A sudden drop in travel due to the coronavirus could cut demand for oil by more than 50 percent.
The analysis from IHS Markit, which studies the energy market, said the oil industry could take a sustained hit as people stay close to home and forgo typical commutes along with travel plans.
“A sudden drop in miles traveled by car triggered by social isolation measures will have immediate ramifications for gasoline demand,” IHS said in its assessment.
“The magnitude of gasoline demand decline will be much greater than the impact of the 2008 recession—and could be further protracted depending on how effective social distancing measures are,” it added.

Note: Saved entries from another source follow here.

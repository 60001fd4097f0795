mod commands;
mod input;
mod output;

use clap::{Parser, Subcommand, ValueEnum};
use colored::Colorize;
use std::process;
use tracing::Level;
use tracing_subscriber::FmtSubscriber;

use commands::analyze::AnalyzeArgs;
use commands::optimize::{FrontierArgs, OptimizeArgs};

/// Markowitz mean-variance portfolio analysis
#[derive(Parser)]
#[command(
    name = "mvo",
    version,
    about = "Markowitz mean-variance portfolio analysis",
    long_about = "Estimates annualized returns and covariance from historical prices, \
                  finds the maximum Sharpe ratio and minimum volatility long-only \
                  portfolios, and samples random portfolios along the efficient frontier."
)]
struct Cli {
    #[command(subcommand)]
    command: Commands,

    /// Output format
    #[arg(long, default_value = "json", global = true)]
    output: OutputFormat,

    /// Log level written to stderr: trace, debug, info, warn, error
    #[arg(long, default_value = "warn", global = true)]
    log_level: String,
}

#[derive(Subcommand)]
enum Commands {
    /// Full analysis from a price history (CSV or JSON)
    Analyze(AnalyzeArgs),
    /// Optimal and minimum-risk portfolios from precomputed returns and covariance
    Optimize(OptimizeArgs),
    /// Random portfolio sampling from precomputed returns and covariance
    Frontier(FrontierArgs),
    /// Print version information
    Version,
}

#[derive(Debug, Clone, ValueEnum)]
pub enum OutputFormat {
    Json,
    Table,
    Csv,
    Minimal,
}

fn init_tracing(level: &str) -> Result<(), Box<dyn std::error::Error>> {
    let level = match level.to_lowercase().as_str() {
        "trace" => Level::TRACE,
        "debug" => Level::DEBUG,
        "info" => Level::INFO,
        "warn" => Level::WARN,
        "error" => Level::ERROR,
        other => return Err(format!("Unknown log level '{}'", other).into()),
    };
    let subscriber = FmtSubscriber::builder()
        .with_max_level(level)
        .with_writer(std::io::stderr)
        .finish();
    tracing::subscriber::set_global_default(subscriber)?;
    Ok(())
}

fn main() {
    let cli = Cli::parse();

    if let Err(e) = init_tracing(&cli.log_level) {
        eprintln!("{}: {}", "error".red().bold(), e);
        process::exit(1);
    }

    let result: Result<serde_json::Value, Box<dyn std::error::Error>> = match cli.command {
        Commands::Analyze(args) => commands::analyze::run_analyze(args),
        Commands::Optimize(args) => commands::optimize::run_optimize(args),
        Commands::Frontier(args) => commands::optimize::run_frontier(args),
        Commands::Version => {
            println!("mvo {}", env!("CARGO_PKG_VERSION"));
            return;
        }
    };

    match result {
        Ok(value) => {
            output::format_output(&cli.output, &value);
            process::exit(0);
        }
        Err(e) => {
            eprintln!("{}: {}", "error".red().bold(), e);
            process::exit(1);
        }
    }
}
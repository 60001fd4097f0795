pub mod csv_out;
pub mod frontier_csv;
pub mod json;
pub mod minimal;
pub mod report;
pub mod table;

use colored::Colorize;
use serde_json::Value;

use crate::OutputFormat;

/// Render a command result in the requested format.
///
/// JSON keeps the envelope and the table report prints its warnings inline.
/// CSV and minimal output carry only the result, so warnings go to stderr.
pub fn format_output(format: &OutputFormat, value: &Value) {
    match format {
        OutputFormat::Json => json::print_json(value),
        OutputFormat::Table => table::print_table(value),
        OutputFormat::Csv => {
            report_warnings(value);
            csv_out::print_csv(value);
        }
        OutputFormat::Minimal => {
            report_warnings(value);
            minimal::print_minimal(value);
        }
    }
}

fn report_warnings(value: &Value) {
    for w in envelope_warnings(value) {
        eprintln!("{}: {}", "warning".yellow().bold(), w);
    }
}

fn envelope_warnings(value: &Value) -> Vec<&str> {
    value
        .get("warnings")
        .and_then(Value::as_array)
        .map(|ws| ws.iter().filter_map(Value::as_str).collect())
        .unwrap_or_default()
}
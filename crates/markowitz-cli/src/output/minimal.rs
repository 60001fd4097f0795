use serde_json::Value;

/// Print just the key answer from the output.
///
/// Portfolio results print the optimal weights as `TICKER=weight` pairs,
/// frontier results the sample count and seed; anything else falls back to
/// the first field of the result object.
pub fn print_minimal(value: &Value) {
    let result_obj = value
        .as_object()
        .and_then(|m| m.get("result"))
        .unwrap_or(value);

    if let Some(line) = minimal_line(result_obj) {
        println!("{}", line);
        return;
    }

    if let Value::Object(map) = result_obj {
        if let Some((key, val)) = map.iter().next() {
            println!("{}: {}", key, format_minimal(val));
            return;
        }
    }

    println!("{}", format_minimal(result_obj));
}

fn minimal_line(result: &Value) -> Option<String> {
    for key in ["optimal_portfolio", "minimum_risk_portfolio"] {
        if let Some(Value::Array(weights)) = result.get(key).and_then(|p| p.get("weights")) {
            let pairs: Vec<String> = weights
                .iter()
                .map(|w| {
                    format!(
                        "{}={:.4}",
                        w.get("ticker").and_then(Value::as_str).unwrap_or("?"),
                        w.get("weight").and_then(Value::as_f64).unwrap_or(f64::NAN)
                    )
                })
                .collect();
            return Some(pairs.join(","));
        }
    }
    let samples = result.get("samples").and_then(Value::as_array)?;
    let seed = result.get("seed").map(format_minimal).unwrap_or_default();
    Some(format!("samples={} seed={}", samples.len(), seed))
}

fn format_minimal(value: &Value) -> String {
    match value {
        Value::String(s) => s.clone(),
        Value::Number(n) => n.to_string(),
        Value::Bool(b) => b.to_string(),
        Value::Null => "null".to_string(),
        _ => serde_json::to_string(value).unwrap_or_default(),
    }
}

#[cfg(test)]
mod tests {
    use super::*;
    use pretty_assertions::assert_eq;

    #[test]
    fn test_optimal_weights_line() {
        let result = serde_json::json!({
            "optimal_portfolio": {
                "status": "converged",
                "weights": [
                    { "ticker": "A", "weight": 0.5 },
                    { "ticker": "B", "weight": 0.5 }
                ]
            }
        });
        assert_eq!(minimal_line(&result).unwrap(), "A=0.5000,B=0.5000");
    }

    #[test]
    fn test_falls_back_to_minimum_risk_when_optimal_failed() {
        let result = serde_json::json!({
            "optimal_portfolio": { "status": "failed", "reason": "x" },
            "minimum_risk_portfolio": { "weights": [ { "ticker": "A", "weight": 1.0 } ] }
        });
        assert_eq!(minimal_line(&result).unwrap(), "A=1.0000");
    }

    #[test]
    fn test_frontier_line() {
        let result = serde_json::json!({ "samples": [{}, {}], "seed": 42 });
        assert_eq!(minimal_line(&result).unwrap(), "samples=2 seed=42");
    }
}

The oil industry hasn’t just been hit hard by coronavirus implications. A trade feud between Saudi Arabia and Russia has led oil to drop to its lowest level in nearly 20 years.
But efforts to boost the industry by filling the U.S. petroleum reserve failed to get funding in the latest stimulus bills.
The low prices are likely to have reverberations elsewhere in the market.
Electric vehicle (EV) sales were down last year, a trend IHS expects to continue in the short term.
“We expect EV sales to stagnate in 2020 and likely into 2021,” the group wrote. “Global climate ambitions, however, are unlikely to be downgraded and will continue to support the path ahead for EVs over the longer term.”